[Dataset entries]

===

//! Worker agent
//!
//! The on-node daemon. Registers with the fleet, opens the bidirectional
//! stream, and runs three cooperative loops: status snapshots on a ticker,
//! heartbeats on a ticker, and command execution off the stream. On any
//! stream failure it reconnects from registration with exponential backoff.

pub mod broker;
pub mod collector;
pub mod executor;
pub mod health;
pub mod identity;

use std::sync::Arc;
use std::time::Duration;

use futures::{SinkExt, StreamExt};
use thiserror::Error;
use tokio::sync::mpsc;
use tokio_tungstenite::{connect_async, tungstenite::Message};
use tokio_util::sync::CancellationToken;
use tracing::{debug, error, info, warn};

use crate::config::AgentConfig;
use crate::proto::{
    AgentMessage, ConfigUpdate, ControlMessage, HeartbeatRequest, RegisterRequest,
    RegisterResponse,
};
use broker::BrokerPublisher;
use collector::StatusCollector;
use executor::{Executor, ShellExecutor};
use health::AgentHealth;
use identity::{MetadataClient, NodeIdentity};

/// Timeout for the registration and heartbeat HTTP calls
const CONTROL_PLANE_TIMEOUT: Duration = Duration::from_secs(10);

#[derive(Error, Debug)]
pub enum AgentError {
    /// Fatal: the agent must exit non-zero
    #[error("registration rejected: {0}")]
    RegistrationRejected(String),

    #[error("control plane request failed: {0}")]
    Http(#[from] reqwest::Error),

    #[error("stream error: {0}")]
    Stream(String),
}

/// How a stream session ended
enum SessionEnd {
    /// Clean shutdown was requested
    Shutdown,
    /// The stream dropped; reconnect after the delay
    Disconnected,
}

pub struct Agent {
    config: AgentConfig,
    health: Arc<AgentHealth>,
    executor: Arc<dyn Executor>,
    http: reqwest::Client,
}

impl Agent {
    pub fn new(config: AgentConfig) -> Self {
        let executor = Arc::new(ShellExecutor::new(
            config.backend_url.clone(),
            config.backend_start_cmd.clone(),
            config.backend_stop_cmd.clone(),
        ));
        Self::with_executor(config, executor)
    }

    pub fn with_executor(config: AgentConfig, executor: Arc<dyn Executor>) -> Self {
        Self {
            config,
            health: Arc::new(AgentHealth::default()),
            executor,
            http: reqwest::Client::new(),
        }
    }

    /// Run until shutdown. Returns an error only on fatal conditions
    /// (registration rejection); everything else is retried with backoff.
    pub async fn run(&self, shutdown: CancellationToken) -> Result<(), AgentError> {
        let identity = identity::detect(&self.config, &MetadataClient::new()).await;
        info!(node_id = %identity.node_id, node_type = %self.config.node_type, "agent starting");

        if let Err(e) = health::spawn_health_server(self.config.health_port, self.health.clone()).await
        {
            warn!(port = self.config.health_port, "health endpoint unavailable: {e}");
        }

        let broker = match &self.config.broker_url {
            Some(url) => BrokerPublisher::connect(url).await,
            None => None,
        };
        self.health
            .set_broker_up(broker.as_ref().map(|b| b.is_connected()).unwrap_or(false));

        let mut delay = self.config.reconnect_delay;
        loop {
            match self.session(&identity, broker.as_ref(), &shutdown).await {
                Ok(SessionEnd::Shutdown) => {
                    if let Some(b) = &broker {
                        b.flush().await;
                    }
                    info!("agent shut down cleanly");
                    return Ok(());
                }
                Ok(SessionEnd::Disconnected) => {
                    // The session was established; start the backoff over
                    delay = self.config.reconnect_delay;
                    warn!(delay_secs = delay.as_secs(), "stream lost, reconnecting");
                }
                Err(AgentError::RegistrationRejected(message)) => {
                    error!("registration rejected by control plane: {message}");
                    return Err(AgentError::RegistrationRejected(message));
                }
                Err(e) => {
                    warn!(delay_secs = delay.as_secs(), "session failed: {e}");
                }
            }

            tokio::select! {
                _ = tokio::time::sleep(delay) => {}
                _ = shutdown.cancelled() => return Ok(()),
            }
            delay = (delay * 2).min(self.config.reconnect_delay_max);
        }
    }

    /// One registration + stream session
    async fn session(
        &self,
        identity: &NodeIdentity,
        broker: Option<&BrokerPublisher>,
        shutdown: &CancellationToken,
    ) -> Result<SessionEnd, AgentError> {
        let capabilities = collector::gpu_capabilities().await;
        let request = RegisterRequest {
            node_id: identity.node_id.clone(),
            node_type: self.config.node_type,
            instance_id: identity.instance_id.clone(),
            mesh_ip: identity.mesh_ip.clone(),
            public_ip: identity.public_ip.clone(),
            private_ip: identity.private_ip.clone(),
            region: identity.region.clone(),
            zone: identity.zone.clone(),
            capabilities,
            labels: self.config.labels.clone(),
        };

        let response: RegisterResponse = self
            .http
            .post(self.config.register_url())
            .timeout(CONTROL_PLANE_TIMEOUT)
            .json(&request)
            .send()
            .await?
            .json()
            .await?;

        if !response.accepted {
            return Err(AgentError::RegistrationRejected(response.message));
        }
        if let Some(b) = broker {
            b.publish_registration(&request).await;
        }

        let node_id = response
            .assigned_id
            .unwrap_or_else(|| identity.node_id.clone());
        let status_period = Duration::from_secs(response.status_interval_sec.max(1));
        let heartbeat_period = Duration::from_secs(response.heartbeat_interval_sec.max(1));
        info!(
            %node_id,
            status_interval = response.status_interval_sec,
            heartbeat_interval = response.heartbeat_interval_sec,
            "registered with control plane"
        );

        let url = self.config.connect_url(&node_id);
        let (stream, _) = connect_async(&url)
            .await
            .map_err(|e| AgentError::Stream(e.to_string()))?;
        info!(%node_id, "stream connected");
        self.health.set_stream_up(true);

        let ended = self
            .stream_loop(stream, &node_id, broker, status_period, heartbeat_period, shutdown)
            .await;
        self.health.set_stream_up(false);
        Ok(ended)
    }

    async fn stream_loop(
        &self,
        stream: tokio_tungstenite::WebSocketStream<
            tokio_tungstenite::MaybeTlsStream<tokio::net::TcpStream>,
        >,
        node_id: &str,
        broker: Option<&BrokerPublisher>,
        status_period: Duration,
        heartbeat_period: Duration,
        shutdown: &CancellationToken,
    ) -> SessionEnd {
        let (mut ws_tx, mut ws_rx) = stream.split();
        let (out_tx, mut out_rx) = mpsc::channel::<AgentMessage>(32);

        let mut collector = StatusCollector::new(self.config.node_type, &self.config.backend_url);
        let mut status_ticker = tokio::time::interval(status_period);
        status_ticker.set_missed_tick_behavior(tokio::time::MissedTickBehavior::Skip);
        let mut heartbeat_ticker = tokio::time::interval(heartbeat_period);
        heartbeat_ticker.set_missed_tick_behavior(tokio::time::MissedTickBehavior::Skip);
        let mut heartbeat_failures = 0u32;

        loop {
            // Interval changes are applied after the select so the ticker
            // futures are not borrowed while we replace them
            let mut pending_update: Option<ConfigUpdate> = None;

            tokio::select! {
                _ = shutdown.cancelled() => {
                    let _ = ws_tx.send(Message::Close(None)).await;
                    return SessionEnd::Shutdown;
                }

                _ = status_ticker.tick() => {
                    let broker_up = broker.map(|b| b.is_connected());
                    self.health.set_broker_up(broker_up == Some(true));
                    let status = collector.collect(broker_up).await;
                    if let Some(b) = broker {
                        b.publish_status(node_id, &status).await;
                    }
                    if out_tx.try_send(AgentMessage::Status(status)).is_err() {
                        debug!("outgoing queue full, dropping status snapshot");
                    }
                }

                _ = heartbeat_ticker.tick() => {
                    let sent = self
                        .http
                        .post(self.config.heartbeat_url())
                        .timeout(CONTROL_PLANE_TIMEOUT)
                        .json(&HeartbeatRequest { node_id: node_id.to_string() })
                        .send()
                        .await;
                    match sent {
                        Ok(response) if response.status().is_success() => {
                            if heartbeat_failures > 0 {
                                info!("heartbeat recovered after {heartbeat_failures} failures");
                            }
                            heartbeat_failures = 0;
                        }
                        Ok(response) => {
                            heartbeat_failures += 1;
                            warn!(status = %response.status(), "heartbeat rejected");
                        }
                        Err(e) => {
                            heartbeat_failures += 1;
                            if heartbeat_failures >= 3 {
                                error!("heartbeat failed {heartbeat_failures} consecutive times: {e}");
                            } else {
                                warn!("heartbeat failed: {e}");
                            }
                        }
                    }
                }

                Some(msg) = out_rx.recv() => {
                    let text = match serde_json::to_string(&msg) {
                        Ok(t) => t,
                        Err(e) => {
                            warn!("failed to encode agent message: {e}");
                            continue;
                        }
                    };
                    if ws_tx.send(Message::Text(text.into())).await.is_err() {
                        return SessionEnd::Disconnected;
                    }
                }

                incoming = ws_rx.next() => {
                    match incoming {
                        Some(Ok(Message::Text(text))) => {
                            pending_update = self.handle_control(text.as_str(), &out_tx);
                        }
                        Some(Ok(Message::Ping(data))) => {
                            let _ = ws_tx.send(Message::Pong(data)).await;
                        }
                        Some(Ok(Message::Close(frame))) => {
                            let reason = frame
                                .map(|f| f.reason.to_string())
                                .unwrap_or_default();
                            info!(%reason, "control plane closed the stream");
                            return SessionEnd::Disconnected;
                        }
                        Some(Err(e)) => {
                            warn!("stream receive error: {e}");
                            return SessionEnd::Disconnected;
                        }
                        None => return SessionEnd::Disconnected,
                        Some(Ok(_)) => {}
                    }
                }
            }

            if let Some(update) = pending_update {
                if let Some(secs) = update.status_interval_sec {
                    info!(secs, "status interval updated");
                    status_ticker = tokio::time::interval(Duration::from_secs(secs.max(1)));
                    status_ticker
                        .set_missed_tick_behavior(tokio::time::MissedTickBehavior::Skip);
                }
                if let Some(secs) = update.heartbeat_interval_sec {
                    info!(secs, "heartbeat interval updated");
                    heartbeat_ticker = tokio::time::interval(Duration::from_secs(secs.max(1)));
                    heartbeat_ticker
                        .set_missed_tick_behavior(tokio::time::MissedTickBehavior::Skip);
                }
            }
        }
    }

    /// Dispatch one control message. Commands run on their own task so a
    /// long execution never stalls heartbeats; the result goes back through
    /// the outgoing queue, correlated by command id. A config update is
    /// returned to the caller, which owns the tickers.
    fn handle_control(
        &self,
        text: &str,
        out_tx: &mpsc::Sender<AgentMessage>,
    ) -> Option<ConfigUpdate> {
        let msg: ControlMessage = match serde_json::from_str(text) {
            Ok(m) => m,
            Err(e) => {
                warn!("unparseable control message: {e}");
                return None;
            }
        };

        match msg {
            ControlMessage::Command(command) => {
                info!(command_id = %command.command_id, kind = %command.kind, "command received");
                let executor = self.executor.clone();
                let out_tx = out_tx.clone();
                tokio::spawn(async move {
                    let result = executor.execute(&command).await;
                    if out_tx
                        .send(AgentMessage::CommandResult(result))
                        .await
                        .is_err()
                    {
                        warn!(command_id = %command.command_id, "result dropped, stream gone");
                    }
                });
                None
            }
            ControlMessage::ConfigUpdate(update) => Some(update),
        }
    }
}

===

TASK ITEM - Go through the entries above, and wherever a line holds the word "futures", copy that line.

REPLY -
use futures::{SinkExt, StreamExt};
            // futures are not borrowed while we replace them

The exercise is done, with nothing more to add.